Greenwashing of ‘net-zero by 2050’ goals is rife and refers to overblown claims that emissions will be curbed when in fact little will change in the short term. Small countries and NGOs lack geopolitical weight, nor can they afford lobbyists. Perhaps a COP-appointed JEDI official could help climate champions challenge these claims.
Boost to global solidarity needed
The suggestions outlined address the problems in establishing a justice-based reset that would help future COPs make changes to the structure, values and principles and values on which our global economy is based.
It is important to acknowledge there has been much progress on justice and fairness issues in the COP. Over time the ‘invisible majority’ groups have banded together and made themselves visible. The Gender Work programme, the Local Communities and Indigenous People Platform and the Warsaw Mechanism on Loss and Damage are testimony to the drive for better representation.
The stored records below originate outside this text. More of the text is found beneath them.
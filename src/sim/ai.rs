//! Computer crab steering
//!
//! Each computer crab chases the ball closest to its edge and brakes early
//! enough to stop with that ball inside the middle of its body.

use super::ball::Ball;
use super::collision::Edge;
use super::crab::Crab;
use crate::consts::*;

/// Edge coordinate of the ball nearest `edge`, or the edge midpoint if there
/// are no balls
pub fn target_position(edge: Edge, balls: &[Ball]) -> f32 {
    let mut closest = 100.0;
    let mut target = 0.5;
    for ball in balls {
        let dist = edge.distance(ball.pos()) - ball.radius();
        if dist < closest {
            closest = dist;
            target = edge.coordinate(ball.pos());
        }
    }
    target
}

/// Direction a crab should accelerate to end up stopped over `target`
pub fn chase_direction(crab: &Crab, target: f32) -> i32 {
    if (crab.stop_position() - target).abs() < AI_STOP_TOLERANCE * (CRAB_LENGTH / 2.0) {
        0
    } else if target < crab.position() {
        -1
    } else {
        1
    }
}
//! Deterministic simulation module
//!
//! All gameplay logic lives here. This module must be pure and deterministic:
//! - Fixed timestep only
//! - Injected RNG only
//! - Stable iteration order (crabs by edge, balls by spawn order)
//! - No rendering or platform dependencies

pub mod ai;
pub mod ball;
pub mod collision;
pub mod crab;
pub mod rng;
pub mod state;
pub mod tick;
pub mod timestep;

pub use ball::{Ball, BallMotion};
pub use collision::{Edge, reflect};
pub use crab::{Crab, Intent, MAX_CRAB_POS, MIN_CRAB_POS};
pub use rng::{AngleSource, ScriptedAngles};
pub use state::{Arena, ArenaSnapshot, BallRules, GameEvent, PLAYER, PaddleSlot};
pub use timestep::FixedStep;
//! Crabs: the paddles guarding each edge of the board

use serde::{Deserialize, Serialize};

use super::timestep::FixedStep;
use crate::consts::*;

/// Lowest legal crab position (touching the right-hand barrier)
pub const MIN_CRAB_POS: f32 = BARRIER_SIZE + CRAB_LENGTH / 2.0;
/// Highest legal crab position (touching the left-hand barrier)
pub const MAX_CRAB_POS: f32 = 1.0 - BARRIER_SIZE - CRAB_LENGTH / 2.0;

/// Which way a crab is accelerating
#[derive(Debug, Clone, Copy, PartialEq, Eq, Default, Serialize, Deserialize)]
pub enum Intent {
    /// Toward the corner on the crab's right
    Negative,
    /// Decelerate toward rest
    #[default]
    Hold,
    /// Toward the corner on the crab's left
    Positive,
}

impl Intent {
    /// Map a signed input direction to an intent
    pub fn from_direction(direction: i32) -> Self {
        match direction.signum() {
            -1 => Intent::Negative,
            1 => Intent::Positive,
            _ => Intent::Hold,
        }
    }

    /// -1, 0 or 1
    pub fn sign(self) -> i32 {
        match self {
            Intent::Negative => -1,
            Intent::Hold => 0,
            Intent::Positive => 1,
        }
    }
}

/// A single crab
#[derive(Debug, Clone, PartialEq, Serialize, Deserialize)]
pub struct Crab {
    maximum_speed: f32,
    /// Distance from the crab's center to the corner on its right
    position: f32,
    intent: Intent,
    velocity: f32,
    clock: FixedStep,
}

impl Crab {
    pub fn new(maximum_speed: f32) -> Self {
        Self {
            maximum_speed,
            position: 0.5,
            intent: Intent::Hold,
            velocity: 0.0,
            clock: FixedStep::new(CRAB_STEP_TIME),
        }
    }

    pub fn position(&self) -> f32 {
        self.position
    }

    pub fn intent(&self) -> Intent {
        self.intent
    }

    /// Intent as a signed direction
    pub fn direction(&self) -> i32 {
        self.intent.sign()
    }

    pub fn velocity(&self) -> f32 {
        self.velocity
    }

    pub fn maximum_speed(&self) -> f32 {
        self.maximum_speed
    }

    /// Magnitude of acceleration, used both speeding up and slowing down
    pub fn acceleration(&self) -> f32 {
        self.maximum_speed / TIME_TO_MAXIMUM_SPEED
    }

    /// Where the crab would come to rest if it started decelerating now
    pub fn stop_position(&self) -> f32 {
        let d = self.velocity * self.velocity / self.acceleration();
        if self.velocity > 0.0 {
            self.position + d
        } else {
            self.position - d
        }
    }

    /// Negative accelerates toward the right corner, positive toward the
    /// left corner, zero decelerates.
    pub fn set_intent(&mut self, direction: i32) {
        self.intent = Intent::from_direction(direction);
    }

    /// Advance by `dt` seconds of game time in fixed sub-steps
    pub fn advance(&mut self, dt: f32) {
        let mut clock = self.clock;
        clock.advance(dt, || self.step());
        self.clock = clock;
    }

    fn step(&mut self) {
        let dv = CRAB_STEP_TIME * self.acceleration();
        match self.intent {
            Intent::Hold => {
                let speed = (self.velocity.abs() - dv).max(0.0);
                self.velocity = if self.velocity > 0.0 { speed } else { -speed };
            }
            intent => {
                self.velocity = (self.velocity + intent.sign() as f32 * dv)
                    .clamp(-self.maximum_speed, self.maximum_speed);
            }
        }

        self.position += CRAB_STEP_TIME * self.velocity;
        if self.position < MIN_CRAB_POS {
            self.position = MIN_CRAB_POS;
            self.velocity = 0.0;
        } else if self.position > MAX_CRAB_POS {
            self.position = MAX_CRAB_POS;
            self.velocity = 0.0;
        }
    }
}
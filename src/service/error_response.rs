//! Mapping of exceptional conditions to synthetic error responses.

use http::header::HeaderValue;
use http::{StatusCode, Version};

use crate::handler::EntityResponseProducer;
use crate::protocol::{Entity, HttpError, ProtocolError, Response};

/// Builds the producer for a user-visible error response.
///
/// Method-not-supported maps to 501, unsupported version to 505, any other
/// protocol violation to 400, everything else to 500. The response is
/// HTTP/1.0 with `Connection: close` and a plain-text body carrying the
/// error message.
pub(crate) fn error_response_producer(error: &HttpError) -> EntityResponseProducer {
    let (status, message) = match error {
        HttpError::Protocol { source } => {
            let status = match source {
                ProtocolError::MethodNotSupported { .. } => StatusCode::NOT_IMPLEMENTED,
                ProtocolError::UnsupportedVersion { .. } => StatusCode::HTTP_VERSION_NOT_SUPPORTED,
                _ => StatusCode::BAD_REQUEST,
            };
            (status, source.to_string())
        }
        HttpError::Io { source } => (StatusCode::INTERNAL_SERVER_ERROR, source.to_string()),
        HttpError::Handler { reason } => (StatusCode::INTERNAL_SERVER_ERROR, reason.clone()),
    };

    let mut response = Response::new(status).with_version(Version::HTTP_10).with_entity(Entity::text(message));
    response.headers_mut().insert(http::header::CONNECTION, HeaderValue::from_static("close"));
    EntityResponseProducer::new(response)
}
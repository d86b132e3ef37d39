//! Interceptor chains for outgoing and incoming messages.
//!
//! An [`HttpProcessor`] runs over every request before handler resolution and
//! over every response before its head is submitted to the connection. The
//! standard response interceptors cover the headers an origin server is
//! expected to maintain: `Date`, `Server`, content delimiting and connection
//! control on error statuses.

use http::header::{HeaderValue, CONNECTION, CONTENT_LENGTH, CONTENT_TYPE, DATE, SERVER, TRANSFER_ENCODING};
use http::StatusCode;
use httpdate::fmt_http_date;
use std::time::SystemTime;

use crate::ensure;
use crate::protocol::params::ORIGIN_SERVER;
use crate::protocol::{Context, HttpError, ProtocolError, Request, Response};

/// An interceptor applied to requests before handler resolution.
pub trait RequestInterceptor: Send + Sync {
    fn process(&self, request: &mut Request, context: &Context) -> Result<(), HttpError>;
}

/// An interceptor applied to responses before head submission.
pub trait ResponseInterceptor: Send + Sync {
    fn process(&self, response: &mut Response, context: &Context) -> Result<(), HttpError>;
}

/// An ordered interceptor chain over requests and responses.
pub trait HttpProcessor: Send + Sync {
    fn process_request(&self, request: &mut Request, context: &Context) -> Result<(), HttpError>;

    fn process_response(&self, response: &mut Response, context: &Context) -> Result<(), HttpError>;
}

/// [`HttpProcessor`] backed by interceptor lists, run in registration order.
#[derive(Default)]
pub struct ChainProcessor {
    request_interceptors: Vec<Box<dyn RequestInterceptor>>,
    response_interceptors: Vec<Box<dyn ResponseInterceptor>>,
}

impl ChainProcessor {
    pub fn builder() -> ChainProcessorBuilder {
        ChainProcessorBuilder::default()
    }

    /// The standard origin-server chain: `Date`, `Server`, content
    /// delimiting, connection control.
    pub fn server_default() -> Self {
        Self::builder()
            .response_interceptor(ResponseDate)
            .response_interceptor(ResponseServer)
            .response_interceptor(ResponseContent)
            .response_interceptor(ResponseConnControl)
            .build()
    }
}

impl HttpProcessor for ChainProcessor {
    fn process_request(&self, request: &mut Request, context: &Context) -> Result<(), HttpError> {
        for interceptor in &self.request_interceptors {
            interceptor.process(request, context)?;
        }
        Ok(())
    }

    fn process_response(&self, response: &mut Response, context: &Context) -> Result<(), HttpError> {
        for interceptor in &self.response_interceptors {
            interceptor.process(response, context)?;
        }
        Ok(())
    }
}

#[derive(Default)]
pub struct ChainProcessorBuilder {
    request_interceptors: Vec<Box<dyn RequestInterceptor>>,
    response_interceptors: Vec<Box<dyn ResponseInterceptor>>,
}

impl ChainProcessorBuilder {
    pub fn request_interceptor(mut self, interceptor: impl RequestInterceptor + 'static) -> Self {
        self.request_interceptors.push(Box::new(interceptor));
        self
    }

    pub fn response_interceptor(mut self, interceptor: impl ResponseInterceptor + 'static) -> Self {
        self.response_interceptors.push(Box::new(interceptor));
        self
    }

    pub fn build(self) -> ChainProcessor {
        ChainProcessor {
            request_interceptors: self.request_interceptors,
            response_interceptors: self.response_interceptors,
        }
    }
}

/// Sets the `Date` header on final responses that lack one.
pub struct ResponseDate;

impl ResponseInterceptor for ResponseDate {
    fn process(&self, response: &mut Response, _context: &Context) -> Result<(), HttpError> {
        if response.status().as_u16() >= 200 && !response.headers().contains_key(DATE) {
            let date = fmt_http_date(SystemTime::now());
            let value = HeaderValue::from_str(&date).map_err(|_| ProtocolError::invalid_message("invalid date header value"))?;
            response.headers_mut().insert(DATE, value);
        }
        Ok(())
    }
}

/// Sets the `Server` header from the `http.origin-server` parameter, unless
/// the handler already set one.
pub struct ResponseServer;

impl ResponseInterceptor for ResponseServer {
    fn process(&self, response: &mut Response, _context: &Context) -> Result<(), HttpError> {
        if response.headers().contains_key(SERVER) {
            return Ok(());
        }
        if let Some(origin) = response.params().str_param(ORIGIN_SERVER) {
            let value = HeaderValue::from_str(origin)
                .map_err(|_| ProtocolError::invalid_message("invalid origin server parameter"))?;
            response.headers_mut().insert(SERVER, value);
        }
        Ok(())
    }
}

/// Delimits the response content: sets `Content-Length` from the entity, or
/// an explicit zero for entity-less responses on statuses that allow a body.
///
/// Responses that already carry delimiter headers are rejected; the head has
/// not been submitted yet, so this still surfaces as a 500 to the client.
pub struct ResponseContent;

impl ResponseInterceptor for ResponseContent {
    fn process(&self, response: &mut Response, _context: &Context) -> Result<(), HttpError> {
        ensure!(
            !response.headers().contains_key(TRANSFER_ENCODING),
            ProtocolError::invalid_message("Transfer-Encoding header already present").into()
        );
        ensure!(
            !response.headers().contains_key(CONTENT_LENGTH),
            ProtocolError::invalid_message("Content-Length header already present").into()
        );

        let status = response.status();
        match response.entity() {
            Some(entity) => {
                ensure!(
                    !status.is_informational(),
                    ProtocolError::invalid_message("informational response may not enclose an entity").into()
                );
                let length = HeaderValue::from(entity.len() as u64);
                let content_type = entity.content_type().cloned();
                response.headers_mut().insert(CONTENT_LENGTH, length);
                if let Some(content_type) = content_type {
                    if !response.headers().contains_key(CONTENT_TYPE) {
                        response.headers_mut().insert(CONTENT_TYPE, content_type);
                    }
                }
            }
            None => {
                let status = status.as_u16();
                if status != 204 && status != 304 && status != 205 {
                    response.headers_mut().insert(CONTENT_LENGTH, HeaderValue::from_static("0"));
                }
            }
        }
        Ok(())
    }
}

/// Forces `Connection: close` on error statuses that poison the connection
/// state, unless the connection disposition was already negotiated.
pub struct ResponseConnControl;

impl ResponseConnControl {
    // 400, 406, 408, 411, 413, 414, 503: after these the connection state
    // cannot be trusted for another exchange.
    fn must_close(status: StatusCode) -> bool {
        matches!(status.as_u16(), 400 | 406 | 408 | 411 | 413 | 414 | 503)
    }
}

impl ResponseInterceptor for ResponseConnControl {
    fn process(&self, response: &mut Response, _context: &Context) -> Result<(), HttpError> {
        if !response.headers().contains_key(CONNECTION) && Self::must_close(response.status()) {
            response.headers_mut().insert(CONNECTION, HeaderValue::from_static("close"));
        }
        Ok(())
    }
}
Currently COP is composed of a patchwork of institutional arrangements and proliferating agenda items with no clear overview of how they relate to issues of inequality, inclusion and fairness. In many cases the institutional spaces created are too weak to make the necessary change.
A justice reset at Glasgow would focus attention on whether the pace of these deliberations is in line with what needs to happen in this critical decade.
Glasgow needs to give a boost to the global solidarity and the build back better and climate justice agendas. It can do so by correcting power imbalances and putting justice and fairness at the heart of this and all future COP negotiations.
The views in this article are personal.